------ Materials provided ------

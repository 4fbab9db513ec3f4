//! Elapsed-time tracking and reminder triggering

use std::{sync::Arc, time::Duration};
use chrono::{TimeZone, Utc};
use tracing::{debug, info, warn};

use crate::{
    clock::Clock,
    sound::{SoundCatalog, SoundPlayer},
    state::{TimerState, TimerView, DEFAULT_REMINDER_INTERVAL_SECONDS},
    store::{
        KeyValueStore, KEY_ALARM_SOUND, KEY_IS_RUNNING, KEY_REMINDER_INTERVAL,
        KEY_START_EPOCH_MS,
    },
    utils::format_elapsed,
};
use super::alarm_controller::{AlarmController, DEFAULT_ALARM_REPEAT};

/// Tunables for the timer engine
#[derive(Debug, Clone, PartialEq, Eq)]
pub struct EngineSettings {
    /// Interval used when none (or an invalid one) is stored
    pub default_interval_seconds: u64,
    /// Cadence of the repeating alert while ringing
    pub alarm_repeat: Duration,
    /// Play a newly selected sound once
    pub preview_on_select: bool,
    /// Refuse to restart or reconfigure while the alarm is ringing
    pub require_ack: bool,
}

impl Default for EngineSettings {
    fn default() -> Self {
        Self {
            default_interval_seconds: DEFAULT_REMINDER_INTERVAL_SECONDS,
            alarm_repeat: DEFAULT_ALARM_REPEAT,
            preview_on_select: true,
            require_ack: false,
        }
    }
}

/// Result of one elapsed-time recomputation
#[derive(Debug, Clone, Copy, Default, PartialEq, Eq)]
pub struct TickOutcome {
    pub elapsed_seconds: u64,
    pub alarm_point: u64,
    /// A new interval boundary was crossed on this tick
    pub crossed_boundary: bool,
}

/// Owns the timer state machine: Idle -> Running <-> Paused -> Idle.
///
/// Elapsed time is always recomputed from the stored start instant, never
/// accumulated from tick deltas, so late or missing ticks cannot drift it.
pub struct TimerEngine {
    state: TimerState,
    alarm: AlarmController,
    catalog: SoundCatalog,
    settings: EngineSettings,
    clock: Arc<dyn Clock>,
    store: Box<dyn KeyValueStore>,
    player: Arc<dyn SoundPlayer>,
}

impl TimerEngine {
    /// Build the engine from whatever the store holds.
    ///
    /// A run that was active when the store was last written resumes with
    /// the time that passed in between. Boundaries already behind it are
    /// marked as alarmed so no backlog fires on load.
    pub fn load(
        clock: Arc<dyn Clock>,
        store: Box<dyn KeyValueStore>,
        player: Arc<dyn SoundPlayer>,
        catalog: SoundCatalog,
        settings: EngineSettings,
    ) -> Self {
        let alarm_sound = read_key(&*store, KEY_ALARM_SOUND)
            .filter(|sound| catalog.contains(sound))
            .unwrap_or_else(|| catalog.default_sound().to_string());

        let reminder_interval_seconds = read_key(&*store, KEY_REMINDER_INTERVAL)
            .and_then(|value| value.parse::<i64>().ok())
            .filter(|seconds| *seconds > 0)
            .map(|seconds| seconds as u64)
            .unwrap_or_else(|| settings.default_interval_seconds.max(1));

        let mut state = TimerState::new(alarm_sound, reminder_interval_seconds);

        let was_running = read_key(&*store, KEY_IS_RUNNING).as_deref() == Some("true");
        if was_running {
            let start_epoch = read_key(&*store, KEY_START_EPOCH_MS)
                .and_then(|value| value.parse::<i64>().ok())
                .filter(|millis| *millis > 0)
                .and_then(|millis| Utc.timestamp_millis_opt(millis).single());

            match start_epoch {
                Some(start) => {
                    state.is_running = true;
                    state.start_epoch = Some(start);
                    state.elapsed_seconds = state.elapsed_at(clock.now());
                    state.last_alarm_point = state.alarm_point_for(state.elapsed_seconds);
                    info!(
                        "Resumed running timer at {} (reminder point {})",
                        format_elapsed(state.elapsed_seconds),
                        state.last_alarm_point
                    );
                }
                None => warn!("Stored run has no valid start time, starting idle"),
            }
        }

        debug!(
            "Timer loaded: running={}, interval={}s, sound={}",
            state.is_running, state.reminder_interval_seconds, state.alarm_sound
        );

        let alarm = AlarmController::new(Arc::clone(&player), settings.alarm_repeat);
        Self {
            state,
            alarm,
            catalog,
            settings,
            clock,
            store,
            player,
        }
    }

    /// Start or resume. Returns `false` if nothing changed.
    pub fn start(&mut self) -> bool {
        if self.state.is_running {
            return false;
        }
        if self.blocked_by_alarm("start") {
            return false;
        }

        // starting is the user gesture that unlocks audio output
        if let Err(e) = self.player.activate() {
            warn!("Audio output unavailable: {}", e);
        }

        let now = self.clock.now();
        self.state.start_epoch = Some(self.state.rebased_start(now));
        self.state.is_running = true;
        self.state.last_alarm_point = self.state.alarm_point_for(self.state.elapsed_seconds);
        info!("Timer started at {}", format_elapsed(self.state.elapsed_seconds));

        self.persist_run_state();
        true
    }

    /// Pause, freezing elapsed time at the last tick. Returns `false` if not running.
    pub fn pause(&mut self) -> bool {
        if !self.state.is_running {
            return false;
        }

        self.state.is_running = false;
        self.state.start_epoch = None;
        info!("Timer paused at {}", format_elapsed(self.state.elapsed_seconds));

        self.persist_run_state();
        true
    }

    /// Start when paused, pause when running
    pub fn toggle(&mut self) -> bool {
        if self.state.is_running {
            self.pause()
        } else {
            self.start()
        }
    }

    /// Back to idle at zero, silencing any alarm
    pub fn reset(&mut self) {
        self.alarm.stop();

        self.state.is_running = false;
        self.state.start_epoch = None;
        self.state.elapsed_seconds = 0;
        self.state.last_alarm_point = 0;
        info!("Timer reset");

        for key in [KEY_IS_RUNNING, KEY_START_EPOCH_MS] {
            if let Err(e) = self.store.remove(key) {
                warn!("Failed to clear stored {}: {}", key, e);
            }
        }
    }

    /// Recompute elapsed time and ring if a new boundary was crossed.
    ///
    /// Only the furthest crossed boundary counts, so a tick that arrives late
    /// (say after the host was suspended) rings exactly once.
    pub fn tick(&mut self) -> TickOutcome {
        if !self.state.is_running {
            return TickOutcome {
                elapsed_seconds: self.state.elapsed_seconds,
                alarm_point: self.state.last_alarm_point,
                crossed_boundary: false,
            };
        }
        self.advance()
    }

    /// Silence a ringing alarm. Returns whether it was ringing.
    pub fn acknowledge_alarm(&mut self) -> bool {
        self.alarm.stop()
    }

    /// Change the reminder interval. Non-positive values are ignored.
    pub fn set_reminder_interval(&mut self, seconds: i64) -> bool {
        if seconds <= 0 {
            warn!("Ignoring non-positive reminder interval: {}s", seconds);
            return false;
        }
        if self.blocked_by_alarm("change the interval") {
            return false;
        }

        let seconds = seconds as u64;
        // the next tick compares against the new interval; the alarm point stays
        self.state.reminder_interval_seconds = seconds;
        info!("Reminder interval set to {}s", seconds);

        self.write_key(KEY_REMINDER_INTERVAL, &seconds.to_string());
        true
    }

    /// Select the alarm sound. Unknown sounds are ignored.
    pub fn set_alarm_sound(&mut self, sound: &str) -> bool {
        let Some(sound) = self.catalog.resolve(sound).map(str::to_string) else {
            warn!("Ignoring unknown alarm sound: {}", sound);
            return false;
        };
        if self.blocked_by_alarm("change the sound") {
            return false;
        }

        self.state.alarm_sound = sound.clone();
        info!("Alarm sound set to {}", sound);
        self.write_key(KEY_ALARM_SOUND, &sound);

        if self.settings.preview_on_select {
            if let Err(e) = self.player.activate().and_then(|_| self.player.play(&sound)) {
                warn!("Failed to preview sound: {}", e);
            }
        }
        true
    }

    /// Snapshot for the presentation layer
    pub fn view(&self) -> TimerView {
        TimerView {
            elapsed_seconds: self.state.elapsed_seconds,
            elapsed_display: format_elapsed(self.state.elapsed_seconds),
            is_running: self.state.is_running,
            is_ringing: self.alarm.is_ringing(),
            reminder_interval_seconds: self.state.reminder_interval_seconds,
            seconds_until_next_alarm: self.state.seconds_until_next_alarm(),
            alarm_sound: self.state.alarm_sound.clone(),
            can_reset: !self.state.is_idle() || self.alarm.is_ringing(),
            sounds: self.catalog.sounds().to_vec(),
        }
    }

    pub fn state(&self) -> &TimerState {
        &self.state
    }

    pub fn is_running(&self) -> bool {
        self.state.is_running
    }

    pub fn is_ringing(&self) -> bool {
        self.alarm.is_ringing()
    }

    fn advance(&mut self) -> TickOutcome {
        let now = self.clock.now();
        let elapsed = self.state.elapsed_at(now);
        self.state.elapsed_seconds = elapsed;

        let current_point = self.state.alarm_point_for(elapsed);
        let crossed_boundary = self.state.reminder_interval_seconds > 0
            && current_point > 0
            && current_point > self.state.last_alarm_point;

        if crossed_boundary {
            let skipped = current_point - self.state.last_alarm_point - 1;
            if skipped > 0 {
                warn!("Tick arrived {} boundaries late, ringing once", skipped);
            }
            self.state.last_alarm_point = current_point;
            info!(
                "Reminder point {} reached at {}",
                current_point,
                format_elapsed(elapsed)
            );
            self.alarm.trigger(&self.state.alarm_sound, now);
        } else {
            debug!("Tick at {}", format_elapsed(elapsed));
        }

        TickOutcome {
            elapsed_seconds: elapsed,
            alarm_point: current_point,
            crossed_boundary,
        }
    }

    fn blocked_by_alarm(&self, action: &str) -> bool {
        if self.settings.require_ack && self.alarm.is_ringing() {
            warn!("Acknowledge the alarm before trying to {}", action);
            return true;
        }
        false
    }

    fn persist_run_state(&mut self) {
        let running = if self.state.is_running { "true" } else { "false" };
        self.write_key(KEY_IS_RUNNING, running);
        if let Some(start) = self.state.start_epoch {
            self.write_key(KEY_START_EPOCH_MS, &start.timestamp_millis().to_string());
        }
    }

    fn write_key(&mut self, key: &str, value: &str) {
        if let Err(e) = self.store.set(key, value) {
            warn!("Failed to persist {}: {}", key, e);
        }
    }
}

fn read_key(store: &dyn KeyValueStore, key: &str) -> Option<String> {
    match store.get(key) {
        Ok(value) => value,
        Err(e) => {
            warn!("Failed to read stored {}: {}", key, e);
            None
        }
    }
}

impl std::fmt::Debug for TimerEngine {
    fn fmt(&self, f: &mut std::fmt::Formatter<'_>) -> std::fmt::Result {
        f.debug_struct("TimerEngine")
            .field("state", &self.state)
            .field("alarm", &self.alarm)
            .field("settings", &self.settings)
            .finish()
    }
}
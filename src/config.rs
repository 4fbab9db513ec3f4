//! Configuration and CLI argument handling

use std::{path::PathBuf, time::Duration};
use clap::Parser;

use crate::engine::EngineSettings;

/// CLI argument parsing structure
#[derive(Parser, Debug)]
#[command(name = "chime-timer")]
#[command(about = "An elapsed-time timer that rings a reminder every N minutes")]
#[command(version)]
pub struct Config {
    /// File that keeps timer state between runs
    #[arg(short, long, default_value = "chime-timer.json")]
    pub store: PathBuf,

    /// Keep state in memory only
    #[arg(long)]
    pub ephemeral: bool,

    /// Reminder interval in minutes (overrides the stored value)
    #[arg(short, long)]
    pub interval: Option<i64>,

    /// Alarm sound (overrides the stored value)
    #[arg(long)]
    pub sound: Option<String>,

    /// Register an additional alarm sound name
    #[arg(long = "extra-sound")]
    pub extra_sounds: Vec<String>,

    /// Seconds between repeats of a ringing alarm
    #[arg(long, default_value = "2")]
    pub repeat_secs: u64,

    /// Require dismissing a ringing alarm before restarting or changing settings
    #[arg(long)]
    pub require_ack: bool,

    /// Never ring the terminal bell
    #[arg(long)]
    pub mute: bool,

    /// Only print the clock when an alarm starts ringing
    #[arg(short, long)]
    pub quiet: bool,

    /// Enable verbose logging
    #[arg(short, long)]
    pub verbose: bool,
}

impl Config {
    /// Parse configuration from command line arguments
    pub fn parse() -> Self {
        Parser::parse()
    }

    /// Get the appropriate log level based on verbose flag
    pub fn log_level(&self) -> &'static str {
        if self.verbose { "debug" } else { "info" }
    }

    /// Engine tunables derived from the flags
    pub fn engine_settings(&self) -> EngineSettings {
        EngineSettings {
            alarm_repeat: Duration::from_secs(self.repeat_secs.max(1)),
            require_ack: self.require_ack,
            ..EngineSettings::default()
        }
    }
}

#[cfg(test)]
mod tests {
    use super::*;

    #[test]
    fn defaults() {
        let config = Config::try_parse_from(["chime-timer"]).expect("parse");
        assert_eq!(config.store, PathBuf::from("chime-timer.json"));
        assert_eq!(config.interval, None);
        assert_eq!(config.log_level(), "info");

        let settings = config.engine_settings();
        assert_eq!(settings.alarm_repeat, Duration::from_secs(2));
        assert_eq!(settings.default_interval_seconds, 3600);
        assert!(!settings.require_ack);
    }

    #[test]
    fn flags_map_to_settings() {
        let config = Config::try_parse_from([
            "chime-timer",
            "--interval",
            "25",
            "--repeat-secs",
            "0",
            "--require-ack",
            "--extra-sound",
            "Gong",
            "--extra-sound",
            "Kazoo",
            "-v",
        ])
        .expect("parse");
        assert_eq!(config.interval, Some(25));
        assert_eq!(config.extra_sounds, vec!["Gong", "Kazoo"]);
        assert_eq!(config.log_level(), "debug");

        let settings = config.engine_settings();
        assert_eq!(settings.alarm_repeat, Duration::from_secs(1));
        assert!(settings.require_ack);
    }
}
//! Main application state management

use std::{
    sync::{Arc, Mutex},
    time::Instant,
};
use tokio::sync::watch;
use tracing::{info, warn};

use crate::engine::{TickOutcome, TimerEngine};
use super::TimerView;

/// Result of a user action on the timer
#[derive(Debug, Clone, PartialEq, Eq)]
pub struct ActionOutcome {
    /// Whether the action changed anything
    pub applied: bool,
    pub view: TimerView,
}

/// Shared handle to the timer engine used by the tick loop and the UI
#[derive(Debug)]
pub struct AppState {
    /// The timer state machine; every mutation goes through this lock
    pub engine: Arc<Mutex<TimerEngine>>,
    /// Whether the timer is running; drives the tick loop
    pub running_tx: watch::Sender<bool>,
    /// Latest presentation snapshot
    pub view_tx: watch::Sender<TimerView>,
    /// Keep the receivers alive to prevent channel closure
    pub _running_rx: watch::Receiver<bool>,
    pub _view_rx: watch::Receiver<TimerView>,
    pub start_time: Instant,
}

impl AppState {
    /// Wrap a loaded engine
    pub fn new(engine: TimerEngine) -> Self {
        let (running_tx, running_rx) = watch::channel(engine.is_running());
        let (view_tx, view_rx) = watch::channel(engine.view());

        Self {
            engine: Arc::new(Mutex::new(engine)),
            running_tx,
            view_tx,
            _running_rx: running_rx,
            _view_rx: view_rx,
            start_time: Instant::now(),
        }
    }

    /// Run `action` against the engine and publish the resulting state
    pub fn update_engine<T, F>(&self, action: &str, updater: F) -> Result<(T, TimerView), String>
    where
        F: FnOnce(&mut TimerEngine) -> T,
    {
        let mut engine = self.engine.lock()
            .map_err(|e| format!("Failed to lock timer engine during {}: {}", action, e))?;

        let result = updater(&mut *engine);
        let running = engine.is_running();
        let view = engine.view();
        drop(engine); // Release the lock early

        self.running_tx.send_if_modified(|current| {
            if *current == running {
                return false;
            }
            *current = running;
            true
        });

        if let Err(e) = self.view_tx.send(view.clone()) {
            warn!("Failed to send view update: {}", e);
        }

        Ok((result, view))
    }

    fn act<F>(&self, action: &str, updater: F) -> Result<ActionOutcome, String>
    where
        F: FnOnce(&mut TimerEngine) -> bool,
    {
        let (applied, view) = self.update_engine(action, updater)?;
        Ok(ActionOutcome { applied, view })
    }

    pub fn start(&self) -> Result<ActionOutcome, String> {
        self.act("start", TimerEngine::start)
    }

    pub fn pause(&self) -> Result<ActionOutcome, String> {
        self.act("pause", TimerEngine::pause)
    }

    /// Start/pause toggle
    pub fn toggle(&self) -> Result<ActionOutcome, String> {
        self.act("toggle", TimerEngine::toggle)
    }

    pub fn reset(&self) -> Result<ActionOutcome, String> {
        self.act("reset", |engine| {
            let was_idle = engine.state().is_idle() && !engine.is_ringing();
            engine.reset();
            !was_idle
        })
    }

    pub fn acknowledge_alarm(&self) -> Result<ActionOutcome, String> {
        self.act("acknowledge", TimerEngine::acknowledge_alarm)
    }

    pub fn set_reminder_interval(&self, seconds: i64) -> Result<ActionOutcome, String> {
        self.act("set interval", |engine| engine.set_reminder_interval(seconds))
    }

    /// Interval in whole minutes, the unit the settings UI works in
    pub fn set_reminder_interval_minutes(&self, minutes: i64) -> Result<ActionOutcome, String> {
        match minutes.checked_mul(60) {
            Some(seconds) => self.set_reminder_interval(seconds),
            None => {
                warn!("Ignoring out-of-range reminder interval: {}m", minutes);
                Ok(ActionOutcome {
                    applied: false,
                    view: self.view()?,
                })
            }
        }
    }

    pub fn set_alarm_sound(&self, sound: &str) -> Result<ActionOutcome, String> {
        self.act("set sound", |engine| engine.set_alarm_sound(sound))
    }

    /// One tick of the timer; called by the tick loop
    pub fn tick(&self) -> Result<TickOutcome, String> {
        let (outcome, _) = self.update_engine("tick", TimerEngine::tick)?;
        if outcome.crossed_boundary {
            info!("Reminder {} is ringing", outcome.alarm_point);
        }
        Ok(outcome)
    }

    /// Get current view of the timer
    pub fn view(&self) -> Result<TimerView, String> {
        self.engine.lock()
            .map(|engine| engine.view())
            .map_err(|e| format!("Failed to lock timer engine: {}", e))
    }

    pub fn is_running(&self) -> bool {
        *self.running_tx.borrow()
    }

    /// How long this session has been up, as a short string
    pub fn get_uptime(&self) -> String {
        let duration = self.start_time.elapsed();
        let hours = duration.as_secs() / 3600;
        let minutes = (duration.as_secs() % 3600) / 60;
        let seconds = duration.as_secs() % 60;

        if hours > 0 {
            format!("{}h {}m {}s", hours, minutes, seconds)
        } else if minutes > 0 {
            format!("{}m {}s", minutes, seconds)
        } else {
            format!("{}s", seconds)
        }
    }
}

------

Exercise prompt: Reproduce verbatim the lines above, from the line with "on verbose flag" through the line with "from the flags".

Result of this task:
    /// Get the appropriate log level based on verbose flag
    pub fn log_level(&self) -> &'static str {
        if self.verbose { "debug" } else { "info" }
    }

    /// Engine tunables derived from the flags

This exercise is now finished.